**** Data in this exercise

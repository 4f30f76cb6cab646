//! Deterministic in-memory store.
//!
//! Backs the test suites and storage-less development setups with the
//! same `Store` contract as the relational implementation.

use anyhow::{bail, Result};
use async_trait::async_trait;
use chrono::{DateTime, Utc};
use std::collections::HashMap;
use tokio::sync::RwLock;
use uuid::Uuid;

use super::models::{
    AccountStatus, ApiKeyRecord, ApiUsageLog, AuthContext, Entity, EntityKind, RiskFlag,
    RiskLevel, Subscription, User, WebhookEventRecord,
};
use super::Store;
use crate::config::{Plan, PlanLimits};
use crate::graph::types::FlowPath;
use crate::upstream::types::{ParsedTransaction, Transfer};

#[derive(Default)]
struct Inner {
    users: HashMap<Uuid, User>,
    subscriptions: HashMap<Uuid, Subscription>,
    api_keys: HashMap<Uuid, ApiKeyRecord>,
    usage_logs: Vec<ApiUsageLog>,
    webhook_events: HashMap<Uuid, WebhookEventRecord>,
    entities: HashMap<String, Entity>,
    risk_flags: Vec<(String, RiskFlag, DateTime<Utc>)>,
    flow_paths: HashMap<Uuid, FlowPath>,
    transactions: HashMap<String, ParsedTransaction>,
    transfers: Vec<Transfer>,
}

/// In-memory `Store`. Cheap to share behind an `Arc`.
#[derive(Default)]
pub struct MemoryStore {
    inner: RwLock<Inner>,
}

impl MemoryStore {
    pub fn new() -> Self {
        Self::default()
    }

    /// Test helper: number of persisted flow paths.
    pub async fn flow_path_count(&self) -> usize {
        self.inner.read().await.flow_paths.len()
    }

    /// Test helper: persisted flow paths.
    pub async fn flow_paths(&self) -> Vec<FlowPath> {
        self.inner.read().await.flow_paths.values().cloned().collect()
    }

    /// Test helper: appended usage logs.
    pub async fn usage_logs(&self) -> Vec<ApiUsageLog> {
        self.inner.read().await.usage_logs.clone()
    }

    /// Test helper: webhook audit rows.
    pub async fn webhook_events(&self) -> Vec<WebhookEventRecord> {
        self.inner.read().await.webhook_events.values().cloned().collect()
    }

    /// Test helper: recorded risk flags for an address.
    pub async fn risk_flags_for(&self, address: &str) -> Vec<RiskFlag> {
        self.inner
            .read()
            .await
            .risk_flags
            .iter()
            .filter(|(a, _, _)| a == address)
            .map(|(_, f, _)| f.clone())
            .collect()
    }
}

#[async_trait]
impl Store for MemoryStore {
    async fn find_auth_context(&self, key_hash: &str) -> Result<Option<AuthContext>> {
        let inner = self.inner.read().await;
        let Some(key) = inner
            .api_keys
            .values()
            .find(|k| k.key_hash == key_hash && k.active)
        else {
            return Ok(None);
        };
        let Some(user) = inner.users.get(&key.user_id) else {
            return Ok(None);
        };
        let Some(subscription) = inner
            .subscriptions
            .values()
            .find(|s| s.user_id == key.user_id && s.status == AccountStatus::Active)
        else {
            return Ok(None);
        };
        Ok(Some(AuthContext {
            user: user.clone(),
            subscription: subscription.clone(),
            api_key: key.clone(),
        }))
    }

    async fn touch_api_key(&self, key_id: Uuid, at: DateTime<Utc>) -> Result<()> {
        let mut inner = self.inner.write().await;
        if let Some(key) = inner.api_keys.get_mut(&key_id) {
            key.last_used_at = Some(at);
        }
        Ok(())
    }

    async fn record_successful_call(&self, subscription_id: Uuid, key_id: Uuid) -> Result<()> {
        let mut inner = self.inner.write().await;
        if let Some(sub) = inner.subscriptions.get_mut(&subscription_id) {
            sub.current_usage += 1;
        }
        if let Some(key) = inner.api_keys.get_mut(&key_id) {
            key.total_calls += 1;
        }
        Ok(())
    }

    async fn insert_usage_log(&self, log: ApiUsageLog) -> Result<()> {
        self.inner.write().await.usage_logs.push(log);
        Ok(())
    }

    async fn find_user_by_email(&self, email: &str) -> Result<Option<User>> {
        let inner = self.inner.read().await;
        Ok(inner.users.values().find(|u| u.email == email).cloned())
    }

    async fn find_user_by_external_id(&self, external_id: &str) -> Result<Option<User>> {
        let inner = self.inner.read().await;
        Ok(inner
            .users
            .values()
            .find(|u| u.external_user_id.as_deref() == Some(external_id))
            .cloned())
    }

    async fn get_user(&self, user_id: Uuid) -> Result<Option<User>> {
        Ok(self.inner.read().await.users.get(&user_id).cloned())
    }

    async fn create_tenant(
        &self,
        user: User,
        subscription: Subscription,
        key: ApiKeyRecord,
    ) -> Result<()> {
        let mut inner = self.inner.write().await;
        if inner.users.values().any(|u| u.email == user.email) {
            bail!("duplicate email");
        }
        inner.users.insert(user.id, user);
        inner.subscriptions.insert(subscription.id, subscription);
        inner.api_keys.insert(key.id, key);
        Ok(())
    }

    async fn active_subscription(&self, user_id: Uuid) -> Result<Option<Subscription>> {
        let inner = self.inner.read().await;
        Ok(inner
            .subscriptions
            .values()
            .find(|s| s.user_id == user_id && s.status == AccountStatus::Active)
            .cloned())
    }

    async fn list_api_keys(&self, user_id: Uuid) -> Result<Vec<ApiKeyRecord>> {
        let inner = self.inner.read().await;
        let mut keys: Vec<_> = inner
            .api_keys
            .values()
            .filter(|k| k.user_id == user_id)
            .cloned()
            .collect();
        keys.sort_by_key(|k| k.created_at);
        Ok(keys)
    }

    async fn insert_api_key(&self, key: ApiKeyRecord) -> Result<()> {
        self.inner.write().await.api_keys.insert(key.id, key);
        Ok(())
    }

    async fn revoke_api_key(&self, user_id: Uuid, key_id: Uuid, at: DateTime<Utc>) -> Result<bool> {
        let mut inner = self.inner.write().await;
        match inner.api_keys.get_mut(&key_id) {
            Some(key) if key.user_id == user_id => {
                if key.active {
                    key.active = false;
                    key.revoked_at = Some(at);
                }
                Ok(true)
            }
            _ => Ok(false),
        }
    }

    async fn change_plan(&self, user_id: Uuid, plan: Plan, limits: PlanLimits) -> Result<()> {
        let mut inner = self.inner.write().await;
        for sub in inner.subscriptions.values_mut() {
            if sub.user_id == user_id && sub.status == AccountStatus::Active {
                sub.plan = plan;
                sub.monthly_quota = limits.monthly_quota;
                sub.rate_limit_per_minute = limits.rate_limit_per_minute;
                sub.price_cents = limits.price_cents;
            }
        }
        if let Some(user) = inner.users.get_mut(&user_id) {
            user.plan = plan;
        }
        Ok(())
    }

    async fn cancel_subscription(&self, user_id: Uuid, at: DateTime<Utc>) -> Result<()> {
        let mut inner = self.inner.write().await;
        for sub in inner.subscriptions.values_mut() {
            if sub.user_id == user_id && sub.status == AccountStatus::Active {
                sub.status = AccountStatus::Cancelled;
                sub.cancelled_at = Some(at);
            }
        }
        if let Some(user) = inner.users.get_mut(&user_id) {
            user.status = AccountStatus::Cancelled;
        }
        Ok(())
    }

    async fn renew_subscription(
        &self,
        user_id: Uuid,
        period_start: DateTime<Utc>,
        period_end: DateTime<Utc>,
    ) -> Result<()> {
        let mut inner = self.inner.write().await;
        for sub in inner.subscriptions.values_mut() {
            if sub.user_id == user_id {
                sub.status = AccountStatus::Active;
                sub.current_usage = 0;
                sub.cancelled_at = None;
                sub.billing_period_start = period_start;
                sub.billing_period_end = period_end;
            }
        }
        if let Some(user) = inner.users.get_mut(&user_id) {
            user.status = AccountStatus::Active;
        }
        Ok(())
    }

    async fn insert_webhook_event(&self, event: WebhookEventRecord) -> Result<()> {
        self.inner.write().await.webhook_events.insert(event.id, event);
        Ok(())
    }

    async fn mark_webhook_event(
        &self,
        event_id: Uuid,
        processed: bool,
        error: Option<String>,
        at: DateTime<Utc>,
    ) -> Result<()> {
        let mut inner = self.inner.write().await;
        if let Some(event) = inner.webhook_events.get_mut(&event_id) {
            event.processed = processed;
            event.processed_at = processed.then_some(at);
            event.error_message = error;
        }
        Ok(())
    }

    async fn get_entity(&self, address: &str) -> Result<Option<Entity>> {
        Ok(self.inner.read().await.entities.get(address).cloned())
    }

    async fn upsert_entity(&self, entity: Entity) -> Result<()> {
        self.inner
            .write()
            .await
            .entities
            .insert(entity.address.clone(), entity);
        Ok(())
    }

    async fn entities_by_kind(&self, kind: EntityKind) -> Result<Vec<Entity>> {
        let inner = self.inner.read().await;
        Ok(inner
            .entities
            .values()
            .filter(|e| e.entity_kind == kind)
            .cloned()
            .collect())
    }

    async fn update_entity_risk(&self, address: &str, score: u8, level: RiskLevel) -> Result<()> {
        let mut inner = self.inner.write().await;
        let entity = inner
            .entities
            .entry(address.to_string())
            .or_insert_with(|| Entity {
                address: address.to_string(),
                entity_kind: EntityKind::Wallet,
                name: None,
                risk_level: RiskLevel::Low,
                risk_score: 0,
                metadata: serde_json::json!({}),
            });
        entity.risk_score = score;
        entity.risk_level = level;
        Ok(())
    }

    async fn insert_risk_flags(
        &self,
        address: &str,
        flags: &[RiskFlag],
        at: DateTime<Utc>,
    ) -> Result<()> {
        let mut inner = self.inner.write().await;
        for flag in flags {
            inner
                .risk_flags
                .push((address.to_string(), flag.clone(), at));
        }
        Ok(())
    }

    async fn upsert_flow_path(&self, path: &FlowPath) -> Result<()> {
        self.inner
            .write()
            .await
            .flow_paths
            .insert(path.path_id, path.clone());
        Ok(())
    }

    async fn ingest_transaction(
        &self,
        tx: &ParsedTransaction,
        transfers: &[Transfer],
    ) -> Result<()> {
        let mut inner = self.inner.write().await;
        inner.transactions.insert(tx.signature.clone(), tx.clone());
        inner.transfers.extend_from_slice(transfers);
        Ok(())
    }
}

********

[Prompt]: Using the listing above, pick out each line that contains the word "persisted", then copy it.

[Output for this task]:
    /// Test helper: number of persisted flow paths.
    /// Test helper: persisted flow paths.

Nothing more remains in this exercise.